The concessions will be stopped on 15 August on a temporary basis after Sri Lanka refused to implement human right conventions.
The deal, known as GSP Plus, gives 16 developing countries trade benefits in return for set commitments.
Sri Lankan officials say the demands amount to interference in its affairs.
Last month, the government said the request was an insult to Sri Lankans and should be placed “in the dustbin”.
The Sri Lankan government has faced repeated accusations of human rights violations carried out during its civil war against Tamil Tiger rebels, which the military won in 2009.
The EU was particularly critical of alleged human rights abuses during the last stage of the war.

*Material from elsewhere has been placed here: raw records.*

//! Google Calendar events API client.
//!
//! Lists the events of one calendar and turns them into busy intervals. The
//! access token is supplied by configuration; obtaining it is out of scope.

use chrono::{DateTime, NaiveDate, TimeZone, Utc};
use chrono_tz::Tz;
use reqwest::{Client, Url};
use secrecy::{ExposeSecret, SecretString};
use serde::Deserialize;
use slot_engine::{BusyInterval, Participant};
use tracing::{debug, warn};

use crate::error::{AppError, Result};

/// Response structure for listing events.
#[derive(Debug, Deserialize)]
pub struct ListEventsResponse {
    #[serde(default)]
    pub items: Vec<CalendarEvent>,
    #[serde(rename = "nextPageToken")]
    pub next_page_token: Option<String>,
}

/// Calendar event as returned by the Google API.
#[derive(Debug, Deserialize)]
pub struct CalendarEvent {
    #[serde(default)]
    pub id: String,
    pub status: Option<String>,
    pub start: EventDateTime,
    pub end: EventDateTime,
    #[serde(default)]
    pub attendees: Vec<EventAttendee>,
    pub description: Option<String>,
}

/// Either a timed instant or, for all-day events, a bare date.
#[derive(Debug, Deserialize)]
pub struct EventDateTime {
    pub date: Option<String>,
    #[serde(rename = "dateTime")]
    pub date_time: Option<String>,
}

#[derive(Debug, Deserialize)]
pub struct EventAttendee {
    pub email: Option<String>,
    #[serde(rename = "displayName")]
    pub display_name: Option<String>,
}

impl EventDateTime {
    /// All-day dates resolve to local midnight in `tz`.
    fn resolve(&self, tz: Tz) -> Option<DateTime<Utc>> {
        if let Some(dt) = &self.date_time {
            return DateTime::parse_from_rfc3339(dt)
                .ok()
                .map(|dt| dt.with_timezone(&Utc));
        }
        let date = NaiveDate::parse_from_str(self.date.as_deref()?, "%Y-%m-%d").ok()?;
        tz.from_local_datetime(&date.and_hms_opt(0, 0, 0)?)
            .earliest()
            .map(|dt| dt.with_timezone(&Utc))
    }
}

impl CalendarEvent {
    /// Convert to a busy interval, or `None` for cancelled or unusable events.
    pub fn into_busy(self, tz: Tz) -> Option<BusyInterval> {
        if self.status.as_deref() == Some("cancelled") {
            return None;
        }
        let (Some(start), Some(end)) = (self.start.resolve(tz), self.end.resolve(tz)) else {
            warn!(event_id = %self.id, "event_with_unparseable_times_skipped");
            return None;
        };
        let interval = match BusyInterval::new(start, end) {
            Ok(interval) => interval,
            Err(err) => {
                warn!(event_id = %self.id, error = %err, "event_with_invalid_range_skipped");
                return None;
            }
        };

        let attendees = self
            .attendees
            .into_iter()
            .filter_map(|a| a.email.map(|email| Participant::new(email, a.display_name)))
            .collect();
        let interval = interval.with_attendees(attendees);
        Some(match self.description {
            Some(description) => interval.with_description(description),
            None => interval,
        })
    }
}

/// Busy intervals from events, keeping the API's order.
pub fn events_to_busy(events: Vec<CalendarEvent>, tz: Tz) -> Vec<BusyInterval> {
    events.into_iter().filter_map(|e| e.into_busy(tz)).collect()
}

/// Parse a saved events-list document (the API's JSON response body).
pub fn parse_events(json: &str, tz: Tz) -> Result<Vec<BusyInterval>> {
    let response: ListEventsResponse = serde_json::from_str(json)?;
    Ok(events_to_busy(response.items, tz))
}

/// Client for a single calendar.
#[derive(Debug, Clone)]
pub struct GoogleCalendar {
    client: Client,
    api_base: String,
    calendar_id: String,
    access_token: SecretString,
    timezone: Tz,
}

impl GoogleCalendar {
    pub fn new(
        client: Client,
        api_base: impl Into<String>,
        calendar_id: impl Into<String>,
        access_token: SecretString,
        timezone: Tz,
    ) -> Self {
        Self {
            client,
            api_base: api_base.into(),
            calendar_id: calendar_id.into(),
            access_token,
            timezone,
        }
    }

    fn events_url(&self) -> Result<Url> {
        let mut url = Url::parse(&self.api_base)
            .map_err(|e| AppError::Config(format!("invalid google.api_base: {e}")))?;
        url.path_segments_mut()
            .map_err(|_| AppError::Config("google.api_base cannot be a base URL".to_string()))?
            .pop_if_empty()
            .extend(["calendars", self.calendar_id.as_str(), "events"]);
        Ok(url)
    }

    /// Busy intervals overlapping `[time_min, time_max)`, ordered by start.
    pub async fn list_busy(
        &self,
        time_min: DateTime<Utc>,
        time_max: DateTime<Utc>,
    ) -> Result<Vec<BusyInterval>> {
        let url = self.events_url()?;
        let mut events = Vec::new();
        let mut page_token: Option<String> = None;

        loop {
            let mut query = vec![
                ("timeMin", time_min.to_rfc3339()),
                ("timeMax", time_max.to_rfc3339()),
                ("singleEvents", "true".to_string()),
                ("orderBy", "startTime".to_string()),
            ];
            if let Some(token) = page_token.take() {
                query.push(("pageToken", token));
            }

            debug!(calendar_id = %self.calendar_id, %time_min, %time_max, "fetching events from calendar API");
            let response = self
                .client
                .get(url.clone())
                .bearer_auth(self.access_token.expose_secret())
                .query(&query)
                .send()
                .await?;

            let status = response.status();
            if !status.is_success() {
                let body = response.text().await.unwrap_or_default();
                return Err(AppError::Calendar(format!("{status}: {body}")));
            }

            let page: ListEventsResponse = response
                .json()
                .await
                .map_err(|e| AppError::Calendar(format!("malformed events response: {e}")))?;
            events.extend(page.items);

            match page.next_page_token {
                Some(token) => page_token = Some(token),
                None => break,
            }
        }

        Ok(events_to_busy(events, self.timezone))
    }
}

The move comes after the government failed to make a written promise of progress on three human rights conventions, which deal with torture, children’s rights, and civil and political rights.

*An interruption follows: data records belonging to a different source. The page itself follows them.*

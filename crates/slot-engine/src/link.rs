//! Action references attached to slots, and their rendering to URLs.

use chrono::{Datelike, NaiveDate};
use serde::{Deserialize, Serialize};

/// Google Calendar's day view, scrolled to the given hour.
pub const GOOGLE_DAY_VIEW: &str =
    "https://calendar.google.com/calendar/u/0/r/day/{year}/{month}/{day}?pli=1#main_7|{hour}";

/// Where a slot's link points. Kept structured until presentation.
#[derive(Debug, Clone, Copy, PartialEq, Eq, Serialize, Deserialize)]
#[serde(tag = "kind", rename_all = "snake_case")]
pub enum ActionRef {
    /// The public booking page.
    Booking,
    /// The backend's own day view for `date`, at `hour` (0-23, local).
    CalendarDay { date: NaiveDate, hour: u32 },
}

impl ActionRef {
    pub fn href(&self, booking_link: &str, template: &DeepLinkTemplate) -> String {
        match self {
            ActionRef::Booking => booking_link.to_string(),
            ActionRef::CalendarDay { date, hour } => template.render(*date, *hour),
        }
    }
}

/// A URL with `{year}`, `{month}`, `{day}` and `{hour}` placeholders.
///
/// Month, day and hour are zero-padded to two digits.
#[derive(Debug, Clone, PartialEq, Eq, Serialize, Deserialize)]
#[serde(transparent)]
pub struct DeepLinkTemplate(String);

impl DeepLinkTemplate {
    pub fn new(template: impl Into<String>) -> Self {
        Self(template.into())
    }

    pub fn as_str(&self) -> &str {
        &self.0
    }

    pub fn render(&self, date: NaiveDate, hour: u32) -> String {
        self.0
            .replace("{year}", &date.year().to_string())
            .replace("{month}", &format!("{:02}", date.month()))
            .replace("{day}", &format!("{:02}", date.day()))
            .replace("{hour}", &format!("{:02}", hour))
    }
}

impl Default for DeepLinkTemplate {
    fn default() -> Self {
        Self::new(GOOGLE_DAY_VIEW)
    }
}
//! Metric source backed by a JSON file.

use std::collections::HashMap;
use std::path::PathBuf;

use alert_engine::{AlertError, BoxFuture, MetricSource, MetricValue};
use futures::FutureExt;

/// Reads metric values from a JSON object on disk.
///
/// The file is re-read on every fetch so an external collector can rewrite
/// it between evaluation ticks.
#[derive(Debug, Clone)]
pub struct FileMetricSource {
    path: PathBuf,
}

impl FileMetricSource {
    /// Creates a source reading `path`.
    pub fn new(path: impl Into<PathBuf>) -> Self {
        Self { path: path.into() }
    }

    async fn read(&self, metric: &str) -> alert_engine::Result<MetricValue> {
        let fetch_error = |reason: String| AlertError::MetricFetch {
            metric: metric.to_string(),
            reason,
        };

        let content = tokio::fs::read_to_string(&self.path).await.map_err(|e| {
            fetch_error(format!("failed to read '{}': {e}", self.path.display()))
        })?;

        let mut values: HashMap<String, MetricValue> = serde_json::from_str(&content)
            .map_err(|e| fetch_error(format!("invalid metrics file: {e}")))?;

        values
            .remove(metric)
            .ok_or_else(|| fetch_error("metric not present".to_string()))
    }
}

impl MetricSource for FileMetricSource {
    fn get_value<'a>(&'a self, metric: &'a str) -> BoxFuture<'a, alert_engine::Result<MetricValue>> {
        self.read(metric).boxed()
    }
}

“We very much regret the choice of Sri Lanka not to take up an offer made in good faith and in line with the EU commitment to a global human rights agenda,” EU foreign affairs chief, Catherine Ashton, said in a statement.
Many civilians were killed or injured in fighting during the civil war
Correspondents say the move may not necessarily be a huge blow to the government, but could hit business hard.
Sri Lanka’s garments industry will likely be impacted the most, as it enjoys tax breaks to sell to retailers in Europe.
The BBC’s Charles Haviland in Colombo says that there are fears for the jobs of textile workers, although some clothing companies say the industry is so buoyant that they will not be affected.
The EU says it is open to talks in the future, but that it would depend on the island nation’s commitment to the charters and to working with the EU, our correspondent adds.
President Mahinda Rajaspaksa, who has often denounced foreign criticism, has shrugged off the decision, saying that they do not need the concessions.
“If the EU doesn’t want to give it, let them keep it. I don’t want it. We have gone and explained what we have done,” he said.
In 2008, Sri Lankan exports to the EU totalled 1.24bn euros (£1bn; $1.55bn).